═════ Materials provided

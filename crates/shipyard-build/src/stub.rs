//! スタブ Dockerfile の管理
//!
//! プッシュ済みの定義は、ビルド済みイメージを参照するだけの軽量な `Dockerfile`
//! （スタブ）として配布されます。スタブの `FROM` はスタブ用レジストリ座標から
//! 導出した `MAJOR.MINOR` タグを指します。

use crate::descriptor::DOT_DEVCONTAINER;
use crate::error::{BuildError, BuildResult};
use crate::fsutil;
use crate::patch::TextPatch;
use crate::resolver::DockerfileKind;
use crate::tags::{RegistryCoordinates, normalize_version, tag_list};
use regex::Regex;
use shipyard_config::ConfigResolver;
use std::path::Path;

/// スタブテンプレート中の置換対象
pub const FROM_PLACEHOLDER: &str = "FROM REPLACE-ME";

/// 組み込みのスタブテンプレート
pub const DEFAULT_STUB_TEMPLATE: &str = "\
FROM REPLACE-ME

# [Optional] Uncomment this section to install additional OS packages.
# RUN apt-get update && export DEBIAN_FRONTEND=noninteractive \\
#     && apt-get -y install --no-install-recommends <your-package-list-here>
";

const FROM_LINE: &str = r"(?m)^FROM[ \t]+[^\r\n]+";

/// 実行したスタブ操作
#[derive(Debug, Clone, Copy, PartialEq, Eq)]
pub enum StubAction {
    Created,
    Updated,
}

/// スタブ生成に使う設定
#[derive(Debug, Clone, PartialEq, Eq)]
pub struct StubSettings {
    pub docker_file_preamble: String,
    pub repo_url: String,
    pub containers_path: String,
    pub template: String,
}

impl Default for StubSettings {
    fn default() -> Self {
        Self {
            docker_file_preamble: String::new(),
            repo_url: String::new(),
            containers_path: "containers".to_string(),
            template: DEFAULT_STUB_TEMPLATE.to_string(),
        }
    }
}

impl StubSettings {
    pub fn from_config(config: &ConfigResolver) -> BuildResult<Self> {
        Ok(Self {
            docker_file_preamble: config.get_string_or("dockerFilePreamble", "")?,
            repo_url: config.get_string_or("vscodeDevContainersRepo", "")?,
            containers_path: config.get_string_or("containersPathInRepo", "containers")?,
            template: DEFAULT_STUB_TEMPLATE.to_string(),
        })
    }
}

pub struct StubManager {
    settings: StubSettings,
}

impl StubManager {
    pub fn new(settings: StubSettings) -> Self {
        Self { settings }
    }

    /// スタブ先頭の `FROM` スニペット
    ///
    /// ```text
    /// # {dockerFilePreamble}
    /// # {repo}/tree/{release}/{containersPath}/{id}/.devcontainer/{base.}Dockerfile
    /// FROM {stubRegistry}/{stubRegistryPath}/{id}:{MAJOR.MINOR}
    /// ```
    pub fn from_snippet(
        &self,
        definition_id: &str,
        release: &str,
        has_base: bool,
        stub_coordinates: &RegistryCoordinates,
    ) -> BuildResult<String> {
        let version = normalize_version(release);
        let tags = tag_list(definition_id, &version, false, stub_coordinates)?;
        let image = tags
            .into_iter()
            .next()
            .ok_or_else(|| BuildError::InvalidVersionFormat(version.to_string()))?;

        let source = if has_base {
            DockerfileKind::Base
        } else {
            DockerfileKind::Final
        };

        Ok(format!(
            "# {}\n# {}/tree/{}/{}/{}/{}/{}\nFROM {}",
            self.settings.docker_file_preamble,
            self.settings.repo_url,
            release,
            self.settings.containers_path,
            definition_id,
            DOT_DEVCONTAINER,
            source.file_name(),
            image
        ))
    }

    /// テンプレートからスタブを生成し `.devcontainer/Dockerfile` に書き込む
    ///
    /// 既存の `Dockerfile` は上書きされます（イメージのビルドは完了している前提）。
    pub async fn create_stub(
        &self,
        dot_devcontainer: &Path,
        definition_id: &str,
        release: &str,
        has_base: bool,
        stub_coordinates: &RegistryCoordinates,
    ) -> BuildResult<StubAction> {
        let snippet = self.from_snippet(definition_id, release, has_base, stub_coordinates)?;
        let path = dot_devcontainer.join(DockerfileKind::Final.file_name());
        tracing::info!("Generating stub Dockerfile: {}", path.display());

        let rendered = TextPatch::literal(FROM_PLACEHOLDER, snippet)
            .apply(Path::new("<stub template>"), &self.settings.template)?;
        fsutil::write(&path, rendered).await?;

        Ok(StubAction::Created)
    }

    /// 既存スタブの最初の `FROM` 行を新しいリリースのスニペットに置き換える
    ///
    /// スタブの `Dockerfile` がまだ無い場合はテンプレートから書き出します。
    /// 既存ファイルが CRLF の場合はスニペットも CRLF で挿入します。
    pub async fn update_stub(
        &self,
        dot_devcontainer: &Path,
        definition_id: &str,
        release: &str,
        has_base: bool,
        stub_coordinates: &RegistryCoordinates,
    ) -> BuildResult<StubAction> {
        let snippet = self.from_snippet(definition_id, release, has_base, stub_coordinates)?;
        let path = dot_devcontainer.join(DockerfileKind::Final.file_name());
        tracing::info!("Updating stub Dockerfile: {}", path.display());

        if fsutil::exists(&path).await {
            let content = fsutil::read_to_string(&path).await?;
            let snippet = if content.contains("\r\n") {
                snippet.replace('\n', "\r\n")
            } else {
                snippet
            };
            let patch = TextPatch::pattern(Regex::new(FROM_LINE)?, snippet);
            fsutil::write(&path, patch.apply(&path, &content)?).await?;
        } else {
            tracing::debug!("No stub Dockerfile yet, rendering template");
            let rendered = TextPatch::literal(FROM_PLACEHOLDER, snippet)
                .apply(Path::new("<stub template>"), &self.settings.template)?;
            fsutil::write(&path, rendered).await?;
        }

        Ok(StubAction::Updated)
    }
}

══════════

Return exactly the lines from the one containing "let snippet = if" through the last line of the records above, both included, and nothing else.

* Exercise answer *
            let snippet = if content.contains("\r\n") {
                snippet.replace('\n', "\r\n")
            } else {
                snippet
            };
            let patch = TextPatch::pattern(Regex::new(FROM_LINE)?, snippet);
            fsutil::write(&path, patch.apply(&path, &content)?).await?;
        } else {
            tracing::debug!("No stub Dockerfile yet, rendering template");
            let rendered = TextPatch::literal(FROM_PLACEHOLDER, snippet)
                .apply(Path::new("<stub template>"), &self.settings.template)?;
            fsutil::write(&path, rendered).await?;
        }

        Ok(StubAction::Updated)
    }
}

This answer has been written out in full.